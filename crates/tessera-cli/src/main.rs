//! Tessera CLI entry point

use anyhow::Result;
use clap::Parser;
use tessera_cli::{Cli, execute};

fn main() -> Result<()> {
    let cli = Cli::parse();
    execute(cli)
}
impl Mesh {
    /// Create an empty mesh
    pub fn new() -> Self {
        Self::default()
    }

    /// Create a mesh from positions and triangles, without attributes
    pub fn from_buffers(positions: Vec<Vec3>, triangles: Vec<[u32; 3]>) -> Self {
        Self {
            positions,
            triangles,
            ..Self::default()
        }
    }

    /// Create a mesh from flat `[x0, y0, z0, x1, ...]` and `[a0, b0, c0, ...]`
    /// buffers. Trailing values that do not form a whole vertex or triangle
    /// are ignored.
    pub fn from_flat(positions: &[f32], triangles: &[u32]) -> Self {
        if positions.len() % 3 != 0 || triangles.len() % 3 != 0 {
            log::warn!(
                "Ignoring trailing values in flat buffers ({} floats, {} indices)",
                positions.len(),
                triangles.len()
            );
        }
        let positions = positions
            .chunks_exact(3)
            .map(|p| Vec3::new(p[0], p[1], p[2]))
            .collect();
        let triangles = triangles
            .chunks_exact(3)
            .map(|t| [t[0], t[1], t[2]])
            .collect();
        Self::from_buffers(positions, triangles)
    }

    // --- Sizes ---------------------------------------------------------------

    /// Returns the number of vertices.
    #[inline]
    pub fn vertex_count(&self) -> usize {
        self.positions.len()
    }

    /// Returns the number of triangles.
    #[inline]
    pub fn triangle_count(&self) -> usize {
        self.triangles.len()
    }

    /// True when the mesh has no vertices
    pub fn is_empty(&self) -> bool {
        self.positions.is_empty()
    }

    // --- Read access ---------------------------------------------------------

    pub fn positions(&self) -> &[Vec3] {
        &self.positions
    }

    pub fn normals(&self) -> &[Vec3] {
        &self.normals
    }

    pub fn colors(&self) -> &[Vec3] {
        &self.colors
    }

    pub fn uvs(&self) -> &[Vec2] {
        &self.uvs
    }

    pub fn mesh_ids(&self) -> &[i32] {
        &self.mesh_ids
    }

    pub fn triangles(&self) -> &[[u32; 3]] {
        &self.triangles
    }

    pub fn material_ids(&self) -> &[u32] {
        &self.material_ids
    }

    pub fn material_names(&self) -> &[String] {
        &self.material_names
    }

    /// Largest submesh id handed out so far, never below a stored id
    pub fn max_mesh_id(&self) -> i32 {
        if self.has_mesh_ids() {
            self.mesh_ids.iter().copied().fold(self.max_mesh_id, i32::max)
        } else {
            self.max_mesh_id
        }
    }

    /// Returns the position of vertex `i`.
    #[inline]
    pub fn position(&self, i: usize) -> Vec3 {
        self.positions[i]
    }

    /// Returns the three vertex indices of triangle `t`.
    #[inline]
    pub fn triangle(&self, t: usize) -> [u32; 3] {
        self.triangles[t]
    }

    // --- Presence ------------------------------------------------------------

    pub fn has_normals(&self) -> bool {
        !self.normals.is_empty() && self.normals.len() == self.positions.len()
    }

    pub fn has_colors(&self) -> bool {
        !self.colors.is_empty() && self.colors.len() == self.positions.len()
    }

    pub fn has_uvs(&self) -> bool {
        !self.uvs.is_empty() && self.uvs.len() == self.positions.len()
    }

    pub fn has_mesh_ids(&self) -> bool {
        !self.mesh_ids.is_empty() && self.mesh_ids.len() == self.positions.len()
    }

    pub fn has_material_ids(&self) -> bool {
        !self.material_ids.is_empty() && self.material_ids.len() == self.triangles.len()
    }

    /// Every optional array currently present
    pub fn attributes(&self) -> Attributes {
        let mut attributes = Attributes::empty();
        attributes.set(Attributes::NORMALS, self.has_normals());
        attributes.set(Attributes::COLORS, self.has_colors());
        attributes.set(Attributes::UVS, self.has_uvs());
        attributes.set(Attributes::MESH_IDS, self.has_mesh_ids());
        attributes.set(Attributes::MATERIALS, self.has_material_ids());
        attributes
    }

    // --- Write access --------------------------------------------------------

    /// Replace the vertex positions
    pub fn set_positions(&mut self, positions: Vec<Vec3>) -> Dirty {
        self.positions = positions;
        Dirty::CHANGED
    }

    pub fn set_normals(&mut self, normals: Vec<Vec3>) -> Dirty {
        self.normals = normals;
        Dirty::CHANGED
    }

    pub fn set_colors(&mut self, colors: Vec<Vec3>) -> Dirty {
        self.colors = colors;
        Dirty::CHANGED
    }

    pub fn set_uvs(&mut self, uvs: Vec<Vec2>) -> Dirty {
        self.uvs = uvs;
        Dirty::CHANGED
    }

    /// Replace the per-vertex submesh ids; `max_mesh_id` follows the new data
    pub fn set_mesh_ids(&mut self, mesh_ids: Vec<i32>) -> Dirty {
        self.max_mesh_id = mesh_ids.iter().copied().max().unwrap_or(0);
        self.mesh_ids = mesh_ids;
        Dirty::CHANGED
    }

    /// Replace the triangle list. Material ids no longer matching the new
    /// triangle count become absent.
    pub fn set_triangles(&mut self, triangles: Vec<[u32; 3]>) -> Dirty {
        self.triangles = triangles;
        Dirty::CHANGED
    }

    /// Replace per-triangle material ids and the id → name table
    pub fn set_materials(&mut self, material_ids: Vec<u32>, names: Vec<String>) -> Dirty {
        self.material_ids = material_ids;
        self.material_names = names;
        Dirty::CHANGED
    }

    // --- Validation ----------------------------------------------------------

    /// Check array lengths and triangle indices
    pub fn validate(&self) -> GeometryResult<()> {
        let n = self.vertex_count();
        let attributes = [
            ("normals", self.normals.len()),
            ("colors", self.colors.len()),
            ("uvs", self.uvs.len()),
            ("mesh_ids", self.mesh_ids.len()),
        ];
        for (attribute, len) in attributes {
            if len != 0 && len != n {
                return Err(GeometryError::AttributeLength {
                    attribute,
                    len,
                    vertex_count: n,
                });
            }
        }

        if !self.material_ids.is_empty() && self.material_ids.len() != self.triangles.len() {
            return Err(GeometryError::MaterialLength {
                len: self.material_ids.len(),
                triangle_count: self.triangles.len(),
            });
        }

        for (t, &tri) in self.triangles.iter().enumerate() {
            if let Some(&index) = tri.iter().find(|&&i| i as usize >= n) {
                return Err(GeometryError::IndexOutOfRange {
                    triangle: t,
                    index,
                    vertex_count: n,
                });
            }
            if is_degenerate(tri) {
                return Err(GeometryError::DegenerateTriangle {
                    triangle: t,
                    indices: tri,
                });
            }
        }

        Ok(())
    }

    /// Drop triangles with out-of-range or repeated indices, together with
    /// their material ids.
    pub fn sanitize(&mut self) -> Dirty {
        let keep: Vec<bool> = self
            .triangles
            .iter()
            .map(|&tri| self.is_usable(tri))
            .collect();
        let dropped = keep.iter().filter(|&&k| !k).count();
        if dropped == 0 {
            return Dirty::CLEAN;
        }
        report_dropped("sanitize", dropped);

        if self.has_material_ids() {
            let mut flags = keep.iter();
            self.material_ids.retain(|_| flags.next().copied().unwrap_or(false));
        }
        let mut flags = keep.iter();
        self.triangles.retain(|_| flags.next().copied().unwrap_or(false));
        Dirty::CHANGED
    }

    /// Triangle fits the vertex buffer and has three distinct corners
    #[inline]
    pub(crate) fn is_usable(&self, tri: [u32; 3]) -> bool {
        let n = self.positions.len();
        tri.iter().all(|&i| (i as usize) < n) && !is_degenerate(tri)
    }

    /// The triangle list with malformed entries filtered out. Borrows when
    /// every triangle is usable.
    pub(crate) fn usable_triangles(&self, op: &str) -> Cow<'_, [[u32; 3]]> {
        if self.triangles.iter().all(|&tri| self.is_usable(tri)) {
            return Cow::Borrowed(&self.triangles);
        }
        let usable: Vec<[u32; 3]> = self
            .triangles
            .iter()
            .copied()
            .filter(|&tri| self.is_usable(tri))
            .collect();
        report_dropped(op, self.triangles.len() - usable.len());
        Cow::Owned(usable)
    }

    /// Debug-build check that every optional array is absent or full length
    pub(crate) fn debug_assert_attributes(&self) {
        let n = self.positions.len();
        debug_assert!(self.normals.is_empty() || self.normals.len() == n, "normal count mismatch");
        debug_assert!(self.colors.is_empty() || self.colors.len() == n, "color count mismatch");
        debug_assert!(self.uvs.is_empty() || self.uvs.len() == n, "uv count mismatch");
        debug_assert!(self.mesh_ids.is_empty() || self.mesh_ids.len() == n, "mesh id count mismatch");
    }

    /// Fill every absent attribute with zeros (material 0 named "default")
    pub fn make_whole(&mut self) -> Dirty {
        let n = self.vertex_count();
        let mut changed = false;
        if !self.has_normals() {
            self.normals = vec![Vec3::ZERO; n];
            changed = true;
        }
        if !self.has_colors() {
            self.colors = vec![Vec3::ZERO; n];
            changed = true;
        }
        if !self.has_uvs() {
            self.uvs = vec![Vec2::ZERO; n];
            changed = true;
        }
        if !self.has_mesh_ids() {
            self.mesh_ids = vec![0; n];
            self.max_mesh_id = 0;
            changed = true;
        }
        if !self.has_material_ids() {
            self.material_ids = vec![0; self.triangle_count()];
            if self.material_names.is_empty() {
                self.material_names.push("default".to_string());
            }
            changed = true;
        }
        Dirty::from_changed(changed)
    }

    /// Encode `material_id + 1` into 8-bit RGB channels and write it as the
    /// vertex colors. Vertices shared by several materials take the last one.
    pub fn fill_colors_with_material_ids(&mut self) -> Dirty {
        if !self.has_material_ids() {
            log::debug!("No material ids to encode as colors");
            return Dirty::CLEAN;
        }
        let mut colors = vec![Vec3::ZERO; self.vertex_count()];
        for (t, &tri) in self.triangles.iter().enumerate() {
            if !self.is_usable(tri) {
                continue;
            }
            let id = self.material_ids[t] + 1;
            let encoded = Vec3::new(
                (id & 0xff) as f32,
                ((id >> 8) & 0xff) as f32,
                ((id >> 16) & 0xff) as f32,
            ) / 255.0;
            for &v in &tri {
                colors[v as usize] = encoded;
            }
        }
        self.colors = colors;
        Dirty::CHANGED
    }

    // --- Spatial queries -----------------------------------------------------

    /// Axis-aligned box around every vertex
    pub fn bounding_box(&self) -> Aabb {
        Aabb::from_points(self.positions.iter().copied())
    }

    /// Mean vertex position, accumulated in double precision
    pub fn centroid(&self) -> Vec3 {
        if self.positions.is_empty() {
            return Vec3::ZERO;
        }
        let sum: DVec3 = self.positions.iter().map(|p| p.as_dvec3()).sum();
        (sum / self.positions.len() as f64).as_vec3()
    }

    /// Sphere enclosing the mesh.
    ///
    /// With `referenced_only` the radius only considers vertices used by a
    /// triangle. The area-weighted center falls back to the centroid when the
    /// mesh has no triangle area.
    pub fn bounding_sphere(&self, center: SphereCenter, referenced_only: bool) -> BoundingSphere {
        let triangles = self.usable_triangles("bounding_sphere");
        let center = match center {
            SphereCenter::PointCloud => self.centroid(),
            SphereCenter::AreaWeighted => {
                let mut total_area = 0.0f64;
                let mut weighted = DVec3::ZERO;
                for &[a, b, c] in triangles.iter() {
                    let (pa, pb, pc) = (
                        self.positions[a as usize],
                        self.positions[b as usize],
                        self.positions[c as usize],
                    );
                    let area = ((pb - pa).cross(pc - pa).length() * 0.5) as f64;
                    total_area += area;
                    weighted += ((pa + pb + pc) / 3.0).as_dvec3() * area;
                }
                if total_area > 0.0 {
                    (weighted / total_area).as_vec3()
                } else {
                    log::warn!("No triangle area to weight the sphere center, using the centroid");
                    self.centroid()
                }
            }
        };

        if referenced_only {
            let points = triangles
                .iter()
                .flat_map(|tri| tri.iter().map(|&v| self.positions[v as usize]));
            BoundingSphere::enclosing(center, points)
        } else {
            BoundingSphere::enclosing(center, self.positions.iter().copied())
        }
    }

    /// Average edge length over all triangles, `None` without triangles
    pub fn mean_edge_length(&self) -> Option<f32> {
        let triangles = self.usable_triangles("mean_edge_length");
        if triangles.is_empty() {
            return None;
        }
        let sum: f64 = triangles
            .iter()
            .map(|&[a, b, c]| {
                let (pa, pb, pc) = (
                    self.positions[a as usize],
                    self.positions[b as usize],
                    self.positions[c as usize],
                );
                (pa.distance(pb) + pb.distance(pc) + pc.distance(pa)) as f64
            })
            .sum();
        Some((sum / (3 * triangles.len()) as f64) as f32)
    }
}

____

**What to do**
Return only those lines of the records that contain the string "BoundingSphere".

**Expected output**
    pub fn bounding_sphere(&self, center: SphereCenter, referenced_only: bool) -> BoundingSphere {
            BoundingSphere::enclosing(center, points)
            BoundingSphere::enclosing(center, self.positions.iter().copied())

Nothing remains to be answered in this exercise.